Espie is a co-founder of the online sleep-improvement programme Sleepio.com. He tells me: "The most effective treatment for poor sleep, by far, is cognitive behavioural therapy [CBT - a psychotherapeutic approach that addresses behaviours and thought processes through goal-oriented, systematic procedures]."
In time, everyone patches together their own semi-solutions. I say semi because, for too many of us, the idea that there exists some sort of cure remains a naive fantasy. One gets better at handling sleep disorder; there are good and bad phases.
"I've accepted it - which you have to, otherwise it gets worse," says Morgan. "I treat it like a minor illness."

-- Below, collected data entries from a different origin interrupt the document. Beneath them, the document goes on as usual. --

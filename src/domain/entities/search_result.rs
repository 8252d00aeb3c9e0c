//! # Search Result
//!
//! The aggregate response of one search: merged offers plus a summary of
//! which suppliers contributed and which failed.

use crate::domain::entities::offer::Offer;
use crate::domain::entities::outcome::SupplierFailure;
use crate::domain::value_objects::{SearchId, SupplierCode, Timestamp};
use serde::{Deserialize, Serialize};
use std::fmt;

/// Which suppliers took part in a search and how each one ended.
#[derive(Debug, Clone, PartialEq, Eq, Default, Serialize, Deserialize)]
pub struct SearchSummary {
    queried: usize,
    succeeded: Vec<SupplierCode>,
    failed: Vec<SupplierFailure>,
}

impl SearchSummary {
    /// Creates a summary.
    #[must_use]
    pub fn new(queried: usize, succeeded: Vec<SupplierCode>, failed: Vec<SupplierFailure>) -> Self {
        Self {
            queried,
            succeeded,
            failed,
        }
    }

    /// Returns how many suppliers were dispatched.
    #[inline]
    #[must_use]
    pub fn queried(&self) -> usize {
        self.queried
    }

    /// Returns the suppliers that answered, in registration order.
    #[inline]
    #[must_use]
    pub fn succeeded(&self) -> &[SupplierCode] {
        &self.succeeded
    }

    /// Returns the suppliers that failed, in registration order.
    #[inline]
    #[must_use]
    pub fn failed(&self) -> &[SupplierFailure] {
        &self.failed
    }

    /// Returns true if some but not all dispatched suppliers failed.
    #[must_use]
    pub fn is_partial_failure(&self) -> bool {
        !self.failed.is_empty() && !self.succeeded.is_empty()
    }

    /// Returns true if suppliers were dispatched and every one failed.
    #[must_use]
    pub fn all_failed(&self) -> bool {
        self.queried > 0 && self.succeeded.is_empty()
    }
}

/// The immutable result of one aggregate search.
///
/// Created fresh per search and never persisted.
#[derive(Debug, Clone, PartialEq, Eq, Serialize, Deserialize)]
pub struct SearchResult {
    search_id: SearchId,
    offers: Vec<Offer>,
    summary: SearchSummary,
    created_at: Timestamp,
    elapsed_ms: u64,
}

impl SearchResult {
    /// Creates a search result.
    #[must_use]
    pub fn new(search_id: SearchId, offers: Vec<Offer>, summary: SearchSummary) -> Self {
        Self {
            search_id,
            offers,
            summary,
            created_at: Timestamp::now(),
            elapsed_ms: 0,
        }
    }

    /// Records how long the search took.
    #[must_use]
    pub fn with_elapsed_ms(mut self, elapsed_ms: u64) -> Self {
        self.elapsed_ms = elapsed_ms;
        self
    }

    /// Returns the search id.
    #[inline]
    #[must_use]
    pub fn search_id(&self) -> SearchId {
        self.search_id
    }

    /// Returns the merged offers, best first.
    #[inline]
    #[must_use]
    pub fn offers(&self) -> &[Offer] {
        &self.offers
    }

    /// Returns the supplier summary.
    #[inline]
    #[must_use]
    pub fn summary(&self) -> &SearchSummary {
        &self.summary
    }

    /// Returns when the result was assembled.
    #[inline]
    #[must_use]
    pub fn created_at(&self) -> Timestamp {
        self.created_at
    }

    /// Returns the search duration in milliseconds.
    #[inline]
    #[must_use]
    pub fn elapsed_ms(&self) -> u64 {
        self.elapsed_ms
    }

    /// Returns the cheapest offer, if any.
    #[must_use]
    pub fn best_offer(&self) -> Option<&Offer> {
        self.offers.first()
    }
}

impl fmt::Display for SearchResult {
    fn fmt(&self, f: &mut fmt::Formatter<'_>) -> fmt::Result {
        write!(
            f,
            "SearchResult({}: {} offers, {}/{} suppliers ok)",
            self.search_id,
            self.offers.len(),
            self.summary.succeeded.len(),
            self.summary.queried
        )
    }
}

#[cfg(test)]
mod tests {
    use super::*;
    use crate::domain::value_objects::FailureKind;

    #[test]
    fn summary_flags() {
        let empty = SearchSummary::default();
        assert!(!empty.all_failed());
        assert!(!empty.is_partial_failure());

        let partial = SearchSummary::new(
            2,
            vec![SupplierCode::new("a")],
            vec![SupplierFailure::new(
                SupplierCode::new("b"),
                FailureKind::Transport,
                "refused",
            )],
        );
        assert!(partial.is_partial_failure());
        assert!(!partial.all_failed());

        let all = SearchSummary::new(
            1,
            vec![],
            vec![SupplierFailure::new(
                SupplierCode::new("b"),
                FailureKind::Timeout,
                "slow",
            )],
        );
        assert!(all.all_failed());
    }

    #[test]
    fn empty_result() {
        let result = SearchResult::new(SearchId::new_v4(), vec![], SearchSummary::default())
            .with_elapsed_ms(12);
        assert!(result.best_offer().is_none());
        assert_eq!(result.elapsed_ms(), 12);
        assert!(result.to_string().contains("0 offers"));
    }
}
//! # REST API
//!
//! REST endpoints using axum.
//!
//! # Endpoints
//!
//! ## Search
//! - `POST /api/v1/transfers/search` - Search all enabled suppliers
//!
//! ## Suppliers
//! - `GET /api/v1/suppliers` - List registered suppliers with their enabled flag
//! - `PUT /api/v1/suppliers/{code}` - Enable or disable a supplier
//!
//! ## Health
//! - `GET /api/v1/health` - Health check endpoint
//!
//! # Usage
//!
//! ```ignore
//! use transfer_search::api::rest::{create_router, AppState};
//! use std::sync::Arc;
//!
//! let state = Arc::new(AppState::new(orchestrator, switchboard));
//! let router = create_router(state);
//!
//! let listener = tokio::net::TcpListener::bind("0.0.0.0:8080").await?;
//! axum::serve(listener, router).await?;
//! ```

pub mod handlers;
pub mod routes;

pub use handlers::{
    ApiError, AppState, ErrorResponse, FailureResponse, HealthResponse, LocationDto,
    OfferResponse, PriceResponse, SearchRequestDto, SearchResponse, SupplierResponse,
    SupplierSummaryResponse, UpdateSupplierRequest, VehicleResponse,
};
pub use routes::create_router;
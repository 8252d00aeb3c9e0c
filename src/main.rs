//! Transfer search service binary.

use anyhow::Context;
use std::sync::Arc;
use transfer_search::api::rest::{AppState, create_router};
use transfer_search::application::services::{SearchOrchestrator, SupplierRegistry};
use transfer_search::config::Settings;
use transfer_search::infrastructure::suppliers::{HttpSupplierAdapter, TransferSupplier};
use transfer_search::telemetry;

#[tokio::main]
async fn main() -> anyhow::Result<()> {
    let settings = Settings::load().context("failed to load settings")?;
    telemetry::init_tracing(&settings.logging)
        .map_err(|e| anyhow::anyhow!("failed to initialise tracing: {e}"))?;

    let switchboard = settings.switchboard()?;
    let mut suppliers: Vec<Arc<dyn TransferSupplier>> = Vec::with_capacity(settings.suppliers.len());
    for supplier in &settings.suppliers {
        let config = supplier.to_http_config()?;
        let switch = switchboard
            .switch(&config.code)
            .with_context(|| format!("no switch for supplier {}", config.code))?;
        let adapter = HttpSupplierAdapter::new(config, switch)
            .with_context(|| format!("failed to build supplier {}", supplier.code))?;
        tracing::info!(
            supplier = %supplier.code,
            url = adapter.search_url(),
            enabled = supplier.enabled,
            "supplier configured"
        );
        suppliers.push(Arc::new(adapter));
    }

    let registry = Arc::new(SupplierRegistry::new(suppliers));
    if registry.is_empty() {
        tracing::warn!("no suppliers configured, searches will return no offers");
    }
    let orchestrator = Arc::new(SearchOrchestrator::new(
        registry,
        settings.orchestrator_config(),
    ));
    let router = create_router(Arc::new(AppState::new(orchestrator, switchboard)));

    let address = settings.bind_address();
    let listener = tokio::net::TcpListener::bind(&address)
        .await
        .with_context(|| format!("failed to bind {address}"))?;
    tracing::info!(%address, "transfer search listening");

    axum::serve(listener, router)
        .with_graceful_shutdown(shutdown_signal())
        .await
        .context("server error")?;

    tracing::info!("shut down");
    Ok(())
}

async fn shutdown_signal() {
    if let Err(error) = tokio::signal::ctrl_c().await {
        tracing::error!(%error, "failed to listen for shutdown signal");
    }
}
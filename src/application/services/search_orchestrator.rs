//! # Search Orchestrator
//!
//! Runs one aggregate search against every enabled supplier.
//!
//! # Dispatch
//!
//! Each enabled supplier gets its own tokio task. Inside the task the
//! supplier call is bounded by the per-supplier timeout (the adapter's own
//! override, or [`OrchestratorConfig::per_supplier_timeout_ms`]). The join
//! over all tasks is bounded by the overall deadline; a task still running
//! at that point is aborted and reported as a timeout. Dropping the search
//! future aborts every supplier task still in flight.
//!
//! Supplier failures never escape: each one becomes a
//! [`SupplierFailure`](crate::domain::entities::SupplierFailure) in the
//! result summary. The only error the orchestrator returns is an invalid
//! request, detected before anything is dispatched.

use crate::application::error::{ApplicationError, ApplicationResult};
use crate::application::services::result_assembler::ResultAssembler;
use crate::application::services::supplier_registry::SupplierRegistry;
use crate::domain::entities::{
    Offer, SearchRequest, SearchResult, SupplierOffer, SupplierSearchOutcome,
};
use crate::domain::value_objects::{FailureKind, SearchId, SupplierCode};
use crate::infrastructure::suppliers::{SearchContext, TransferSupplier};
use futures::future::join_all;
use std::sync::Arc;
use std::time::Duration;
use tokio::task::JoinHandle;
use tokio::time::{Instant, timeout, timeout_at};
use tracing::Instrument;

/// Configuration for search orchestration.
#[derive(Debug, Clone, Copy, PartialEq, Eq)]
pub struct OrchestratorConfig {
    /// Overall search deadline in milliseconds.
    pub overall_timeout_ms: u64,
    /// Default per-supplier timeout in milliseconds.
    pub per_supplier_timeout_ms: u64,
    /// Maximum number of offers to return.
    pub max_offers: Option<usize>,
}

impl Default for OrchestratorConfig {
    fn default() -> Self {
        Self {
            overall_timeout_ms: 10_000,
            per_supplier_timeout_ms: 5_000,
            max_offers: None,
        }
    }
}

impl OrchestratorConfig {
    /// Creates a configuration with the specified overall timeout.
    #[must_use]
    pub fn with_timeout(overall_timeout_ms: u64) -> Self {
        Self {
            overall_timeout_ms,
            ..Default::default()
        }
    }

    /// Sets the default per-supplier timeout.
    #[must_use]
    pub fn with_per_supplier_timeout(mut self, timeout_ms: u64) -> Self {
        self.per_supplier_timeout_ms = timeout_ms;
        self
    }

    /// Sets the maximum number of offers to return.
    #[must_use]
    pub fn with_max_offers(mut self, max: usize) -> Self {
        self.max_offers = Some(max);
        self
    }

    fn overall_timeout(&self) -> Duration {
        Duration::from_millis(self.overall_timeout_ms)
    }

    fn per_supplier_timeout(&self) -> Duration {
        Duration::from_millis(self.per_supplier_timeout_ms)
    }
}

In my own case, I try to sit with my insomnia; learn its lessons, if any; pile on the under-eye concealer. In the end, I find I come back to Prospero's closing acceptance of Caliban in The Tempest: "This thing of darkness I acknowledge mine."
Dying to sleep
• In December 2011, Antonio Horta-Osorio, chief executive of Lloyds Banking Group, was famously forced to take several weeks' leave after a bout of particularly torturous insomnia.
• In July, Bank of America Merrill Lynch intern Moritz Erhardt, 21, died after working until 6am three days in a row, having slogged throughout the night eight times in two weeks.